Before I was a mum the whole idea of breastfeeding, did to be honest, gross me out a bit. Then I had a baby and I wanted the best for him, health wise and so I breast fed him for a year. It didn’t gross me out any more and of course felt very natural and right.
I remember one night I was out for dinner, with my family and my then, 6 month old son. My son got hungry and I was about to breast feed him in the restaurant when my younger brother (at the time with no children) ‘suggested’ that it would be a better idea to head home for coffee and I could do it at home. When I said I was fine to breast feed him at the restaurant he suggested otherwise and we went home!
He’s since had a couple of kids and his wife has informed me that he had no problems with her breastfeeding their boys in public!
photo take from www.medicalobserver.com.au
What does this tell me about breastfeeding?
It is a sensitive and personal subject and how people feel about it can be based on where they are at, at the moment in their life that they are faced with it.
The recent media frenzy about the young mum told to leave the public swimming pool is a good example. Here are a few different possible perspectives-
• From her perspective she was doing what was natural and right for her baby
• The pool attendant had a “grey” understanding of the law and thought he was doing the right thing by asking her to go somewhere more discreet to feed
• The person who made the complaint to the pool attendant might have had, misguided, safety concerns for the baby or just felt uncomfortable
• David Koch who commented that women should be discreet and a bit more “classy” when they breastfed expressed a view that he agreed on breastfeeding but thought it was a good idea to cover up
• And so the possible perspectives could go on and on…

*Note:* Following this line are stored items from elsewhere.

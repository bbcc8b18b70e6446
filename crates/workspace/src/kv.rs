//! JSON object file backing the host state store.

use std::io::ErrorKind;
use std::path::{Path, PathBuf};

use async_trait::async_trait;
use devpilot_host::{KvStore, PersistenceError};
use serde_json::{Map, Value};
use tokio::sync::Mutex;

/// Key-value store persisted as one JSON object.
///
/// Writes go to a sibling temp file that is renamed over the store, so a crash
/// never leaves a half-written object behind. Concurrent updates are serialized.
#[derive(Debug)]
pub struct JsonFileStore {
	path: PathBuf,
	private: bool,
	write_lock: Mutex<()>,
}

impl JsonFileStore {
	/// Opens (lazily) the store at `path`. A missing file reads as empty.
	pub fn new(path: impl Into<PathBuf>) -> Self {
		Self {
			path: path.into(),
			private: false,
			write_lock: Mutex::new(()),
		}
	}

	/// Restricts the file to its owner on every write.
	pub fn private(mut self) -> Self {
		self.private = true;
		self
	}

	/// Backing file.
	pub fn path(&self) -> &Path {
		&self.path
	}

	async fn load(&self) -> Result<Map<String, Value>, PersistenceError> {
		let bytes = match tokio::fs::read(&self.path).await {
			Ok(bytes) => bytes,
			Err(error) if error.kind() == ErrorKind::NotFound => return Ok(Map::new()),
			Err(error) => return Err(self.io(error)),
		};
		if bytes.iter().all(u8::is_ascii_whitespace) {
			return Ok(Map::new());
		}
		serde_json::from_slice(&bytes).map_err(|error| PersistenceError::Corrupt {
			path: self.path.clone(),
			error,
		})
	}

	async fn store(&self, key: &str, map: &Map<String, Value>) -> Result<(), PersistenceError> {
		if let Some(parent) = self.path.parent().filter(|p| !p.as_os_str().is_empty()) {
			tokio::fs::create_dir_all(parent).await.map_err(|error| self.io(error))?;
		}
		let encoded = serde_json::to_vec_pretty(map).map_err(|error| PersistenceError::Encode {
			key: key.to_string(),
			error,
		})?;

		let tmp = self.path.with_extension("json.tmp");
		tokio::fs::write(&tmp, encoded).await.map_err(|error| self.io(error))?;
		if self.private {
			restrict(&tmp).await.map_err(|error| self.io(error))?;
		}
		tokio::fs::rename(&tmp, &self.path).await.map_err(|error| self.io(error))
	}

	fn io(&self, error: std::io::Error) -> PersistenceError {
		PersistenceError::Io {
			path: self.path.clone(),
			error,
		}
	}
}

#[cfg(unix)]
async fn restrict(path: &Path) -> std::io::Result<()> {
	use std::os::unix::fs::PermissionsExt;
	tokio::fs::set_permissions(path, std::fs::Permissions::from_mode(0o600)).await
}

#[cfg(not(unix))]
async fn restrict(_path: &Path) -> std::io::Result<()> {
	Ok(())
}

#[async_trait]
impl KvStore for JsonFileStore {
	async fn get(&self, key: &str) -> Result<Option<Value>, PersistenceError> {
		Ok(self.load().await?.remove(key))
	}

	async fn update(&self, key: &str, value: Value) -> Result<(), PersistenceError> {
		let _guard = self.write_lock.lock().await;
		let mut map = self.load().await?;
		map.insert(key.to_string(), value);
		self.store(key, &map).await?;
		tracing::trace!(path = %self.path.display(), key, "kv updated");
		Ok(())
	}
}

Just to add one more perspective in and that is the legal perspective-it is illegal to treat a woman less favourably than another person in education, employment or access to premises or services on the basis that she is breastfeeding. Fullstop, end of discussion!
So employers, owners of cafes, local councils who run pools and all the other protected places out there, please, please provide training and education so your staff know what to do and say when they see a woman breastfeeding or another client makes a comment about a breastfeeding woman.